A: This is a plan of reconstruction - a plan, which comprises EUR 550 M. The sum of 54 million euros has been allocated to Bulgaria. Obviously, this money has been offered so that the Balkan neighbors do construction or training in the sectors they would opt for.

Construction, training, equipment are all sectors, in which the Balkan countries might take advantage of the Greek plan for reconstruction.

Q: In what projects will the funding be invested in Bulgaria?

A: The national coordinator Finance Minister Mr. Velchev has already proposed some very interesting projects and they mostly concern infrastructure of the country. We must say that without infrastructure no country, especially a European country, can face the challenges of the present and of course of the future.

Q: When do you think the trans-Balkan oil pipeline Burgas - Alexandroupolis project will be unfrozen?

A: The project is not frozen.
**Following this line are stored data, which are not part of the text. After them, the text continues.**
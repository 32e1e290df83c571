//! Field table for check definition documents.
//!
//! Every key the decoder understands, in both dialects, maps to a [`Slot`].
//! Key lookup follows the JSON configuration convention of this record: an
//! exact key match wins, otherwise an ASCII case-insensitive match is used.

use std::collections::HashMap;

use lazy_static::lazy_static;

/// Shape a slot's value must have in the document.
#[derive(Debug, Clone, Copy, PartialEq, Eq)]
pub enum FieldKind {
    Str,
    Bool,
    Int,
    StrList,
    Header,
    /// Duration literal string or raw nanosecond count
    Duration,
}

/// Which key-naming convention a slot belongs to.
#[derive(Debug, Clone, Copy, PartialEq, Eq)]
pub enum Dialect {
    Primary,
    Alternate,
}

/// A decoder slot. Primary slots map onto record fields; alternate slots
/// live in the overlay until dialect resolution folds them in.
#[derive(Debug, Clone, Copy, PartialEq, Eq, Hash, PartialOrd, Ord)]
pub enum Slot {
    Id,
    Name,
    Notes,
    ServiceId,
    Token,
    Status,
    ScriptArgs,
    Http,
    Header,
    Method,
    Tcp,
    Interval,
    DockerContainerId,
    Shell,
    Grpc,
    GrpcUseTls,
    TlsSkipVerify,
    AliasNode,
    AliasService,
    Timeout,
    Ttl,
    SuccessBeforePassing,
    FailuresBeforeCritical,
    DeregisterCriticalServiceAfter,
    OutputMaxSize,

    ArgsAlt,
    ScriptArgsAlt,
    DeregisterCriticalServiceAfterAlt,
    DockerContainerIdAlt,
    TlsSkipVerifyAlt,
    ServiceIdAlt,
}

impl Slot {
    pub const ALL: [Slot; 31] = [
        Slot::Id,
        Slot::Name,
        Slot::Notes,
        Slot::ServiceId,
        Slot::Token,
        Slot::Status,
        Slot::ScriptArgs,
        Slot::Http,
        Slot::Header,
        Slot::Method,
        Slot::Tcp,
        Slot::Interval,
        Slot::DockerContainerId,
        Slot::Shell,
        Slot::Grpc,
        Slot::GrpcUseTls,
        Slot::TlsSkipVerify,
        Slot::AliasNode,
        Slot::AliasService,
        Slot::Timeout,
        Slot::Ttl,
        Slot::SuccessBeforePassing,
        Slot::FailuresBeforeCritical,
        Slot::DeregisterCriticalServiceAfter,
        Slot::OutputMaxSize,
        Slot::ArgsAlt,
        Slot::ScriptArgsAlt,
        Slot::DeregisterCriticalServiceAfterAlt,
        Slot::DockerContainerIdAlt,
        Slot::TlsSkipVerifyAlt,
        Slot::ServiceIdAlt,
    ];

    /// Document key for this slot.
    pub fn key(self) -> &'static str {
        match self {
            Slot::Id => "ID",
            Slot::Name => "Name",
            Slot::Notes => "Notes",
            Slot::ServiceId => "ServiceID",
            Slot::Token => "Token",
            Slot::Status => "Status",
            Slot::ScriptArgs => "ScriptArgs",
            Slot::Http => "HTTP",
            Slot::Header => "Header",
            Slot::Method => "Method",
            Slot::Tcp => "TCP",
            Slot::Interval => "Interval",
            Slot::DockerContainerId => "DockerContainerID",
            Slot::Shell => "Shell",
            Slot::Grpc => "GRPC",
            Slot::GrpcUseTls => "GRPCUseTLS",
            Slot::TlsSkipVerify => "TLSSkipVerify",
            Slot::AliasNode => "AliasNode",
            Slot::AliasService => "AliasService",
            Slot::Timeout => "Timeout",
            Slot::Ttl => "TTL",
            Slot::SuccessBeforePassing => "SuccessBeforePassing",
            Slot::FailuresBeforeCritical => "FailuresBeforeCritical",
            Slot::DeregisterCriticalServiceAfter => "DeregisterCriticalServiceAfter",
            Slot::OutputMaxSize => "OutputMaxSize",
            Slot::ArgsAlt => "args",
            Slot::ScriptArgsAlt => "script_args",
            Slot::DeregisterCriticalServiceAfterAlt => "deregister_critical_service_after",
            Slot::DockerContainerIdAlt => "docker_container_id",
            Slot::TlsSkipVerifyAlt => "tls_skip_verify",
            Slot::ServiceIdAlt => "service_id",
        }
    }

    pub fn kind(self) -> FieldKind {
        match self {
            Slot::ScriptArgs | Slot::ArgsAlt | Slot::ScriptArgsAlt => FieldKind::StrList,
            Slot::Header => FieldKind::Header,
            Slot::GrpcUseTls | Slot::TlsSkipVerify | Slot::TlsSkipVerifyAlt => FieldKind::Bool,
            Slot::SuccessBeforePassing | Slot::FailuresBeforeCritical | Slot::OutputMaxSize => {
                FieldKind::Int
            }
            Slot::Interval
            | Slot::Timeout
            | Slot::Ttl
            | Slot::DeregisterCriticalServiceAfter
            | Slot::DeregisterCriticalServiceAfterAlt => FieldKind::Duration,
            _ => FieldKind::Str,
        }
    }

    pub fn dialect(self) -> Dialect {
        match self {
            Slot::ArgsAlt
            | Slot::ScriptArgsAlt
            | Slot::DeregisterCriticalServiceAfterAlt
            | Slot::DockerContainerIdAlt
            | Slot::TlsSkipVerifyAlt
            | Slot::ServiceIdAlt => Dialect::Alternate,
            _ => Dialect::Primary,
        }
    }
}

lazy_static! {
    static ref EXACT_KEYS: HashMap<&'static str, Slot> =
        Slot::ALL.iter().map(|slot| (slot.key(), *slot)).collect();

    static ref FOLDED_KEYS: HashMap<String, Slot> = Slot::ALL
        .iter()
        .map(|slot| (slot.key().to_ascii_lowercase(), *slot))
        .collect();
}

/// Resolve a document key to its slot. Unknown keys resolve to `None`.
pub fn slot_for_key(key: &str) -> Option<Slot> {
    if let Some(slot) = EXACT_KEYS.get(key) {
        return Some(*slot);
    }
    FOLDED_KEYS.get(&key.to_ascii_lowercase()).copied()
}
An agreement over the project was made in the beginning of last November. It is not a bilateral project but a trilateral agreement. The Russian side for some reasons, I think understandable, postponed the signing of the agreement. This agreement was signed last week bilaterally between Greece and Bulgaria. As for the Russian signature, we have had all necessary assurances that it will be given very soon and we are waiting for it.

*The interview was taken on February 5th before the UN Security Council meeting, during which Secretary of State Colin Powell presented the U.S. evidence against Iraq.